For instance, if I am using the following:
classifier = pipeline(“zero-shot-classification”, device=0)
Do I need to first specify those arguments such as truncation=True, padding=‘max_length’, max_length=256, etc in the tokenizer / config, and then pass it to the pipeline?
hey @valkyrie the pipelines in transformers call a _parse_and_tokenize function that automatically takes care of padding and truncation - see here for the zero-shot example.
so the short answer is that you shouldn’t need to provide these arguments when using the pipeline. do you have a special reason to want to do so?

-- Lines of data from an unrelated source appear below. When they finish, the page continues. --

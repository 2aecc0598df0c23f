//! Stream store service
//!
//! Validation and lifecycle preconditions above the repository

use super::repository::StreamRepository;
use super::types::*;
use crate::error::{Error, Result};
use uuid::Uuid;

/// Stream service for business logic
pub struct StreamService {
    repo: StreamRepository,
}

impl StreamService {
    /// Create new service
    pub fn new(repo: StreamRepository) -> Self {
        Self { repo }
    }

    /// List all streams
    pub async fn list(&self) -> Result<Vec<Stream>> {
        self.repo.get_all().await
    }

    /// Get stream by id
    pub async fn get(&self, id: Uuid) -> Result<Stream> {
        self.repo
            .get(id)
            .await?
            .ok_or_else(|| Error::NotFound(format!("Stream {} not found", id)))
    }

    /// Create a stream. `is_active=true` only records the desired state; the
    /// caller invokes the reconciler after commit.
    pub async fn create(&self, req: CreateStreamRequest) -> Result<Stream> {
        let stream = materialize(req);
        validate_declared(&stream)?;
        self.repo.insert(&stream).await
    }

    /// Update a stream's declared fields. Returns the pre-update snapshot and
    /// the updated row so the caller can diff for a restart decision.
    pub async fn update(&self, id: Uuid, req: &UpdateStreamRequest) -> Result<(Stream, Stream)> {
        let before = self.get(id).await?;
        let next = apply_update(&before, req);
        validate_declared(&next)?;
        let after = self.repo.update_declared(&next).await?;
        Ok((before, after))
    }

    /// Delete a stream. Refused while a worker is still attached.
    pub async fn delete(&self, id: Uuid) -> Result<()> {
        let stream = self.get(id).await?;
        if stream.worker_handle.is_some() || stream.is_active {
            return Err(Error::Conflict(format!(
                "Stream {} still has a worker attached; deactivate it first",
                id
            )));
        }
        self.repo.delete(id).await
    }

    /// Flip the desired-state flag
    pub async fn set_active(&self, id: Uuid, active: bool) -> Result<Stream> {
        self.get(id).await?;
        self.repo.set_active(id, active).await?;
        self.get(id).await
    }

    /// Runtime-fact write-through (reconciler only)
    pub async fn set_runtime_facts(&self, id: Uuid, facts: &RuntimeFacts) -> Result<()> {
        self.repo.set_runtime_facts(id, facts).await
    }

    /// Status-only update (reconciler only)
    pub async fn set_status(
        &self,
        id: Uuid,
        status: ConnectionStatus,
        last_error: Option<&str>,
    ) -> Result<()> {
        self.repo.set_status(id, status, last_error).await
    }

    /// Stream counts for process metrics
    pub async fn counts(&self) -> Result<(i64, i64)> {
        self.repo.counts().await
    }
}
//! SettingsManager - singleton global settings with change notifications
//!
//! ## Responsibilities
//!
//! - Persist the singleton settings row
//! - Publish a coherent snapshot through a watch channel so the frame broker
//!   picks up FPS-cap changes without polling the database
//!
//! The worker-restart cascade on update is driven by the API layer through the
//! reconciler; `orientation_offset_deg` is pure UI data and changes no server
//! behavior.

mod repository;
mod types;

pub use repository::SettingsRepository;
pub use types::*;

use crate::error::Result;
use tokio::sync::watch;

/// SettingsManager instance
pub struct SettingsManager {
    repo: SettingsRepository,
    tx: watch::Sender<SystemSettings>,
}

impl SettingsManager {
    /// Load the current row and set up the notification channel
    pub async fn new(repo: SettingsRepository) -> Result<Self> {
        let current = repo.get().await?;
        let (tx, _) = watch::channel(current);
        Ok(Self { repo, tx })
    }

    /// Current settings snapshot
    pub fn current(&self) -> SystemSettings {
        self.tx.borrow().clone()
    }

    /// Subscribe to settings changes
    pub fn subscribe(&self) -> watch::Receiver<SystemSettings> {
        self.tx.subscribe()
    }

    /// Validate, persist, and broadcast an update
    pub async fn update(&self, req: &UpdateSettingsRequest) -> Result<SystemSettings> {
        let current = self.current();
        let next = apply_settings_update(&current, req)?;
        let saved = self.repo.update(&next).await?;

        tracing::info!(
            live_preview_fps = saved.live_preview_fps,
            live_preview_jpeg_quality = saved.live_preview_jpeg_quality,
            live_preview_max_width = saved.live_preview_max_width,
            "System settings updated"
        );

        let _ = self.tx.send(saved.clone());
        Ok(saved)
    }
}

Hey @lewtun, the reason why I wanted to specify those is because I am doing a comparison with other text classification methods like DistilBERT and BERT for sequence classification, in where I have set the maximum length parameter (and therefore the length to truncate and pad to) to 256 tokens. Because of that I wanted to do the same with zero-shot learning, and also hoping to make it more efficient.
hey @valkyrie i had a bit of a closer look at the _parse_and_tokenize function of the zero-shot pipeline and indeed it seems that you cannot specify the max_length parameter for the tokenizer.
so if you really want to change this, one idea could be to subclass ZeroShotClassificationPipeline and then override _parse_and_tokenize to include the parameters you’d like to pass to the tokenizer’s __call__ method.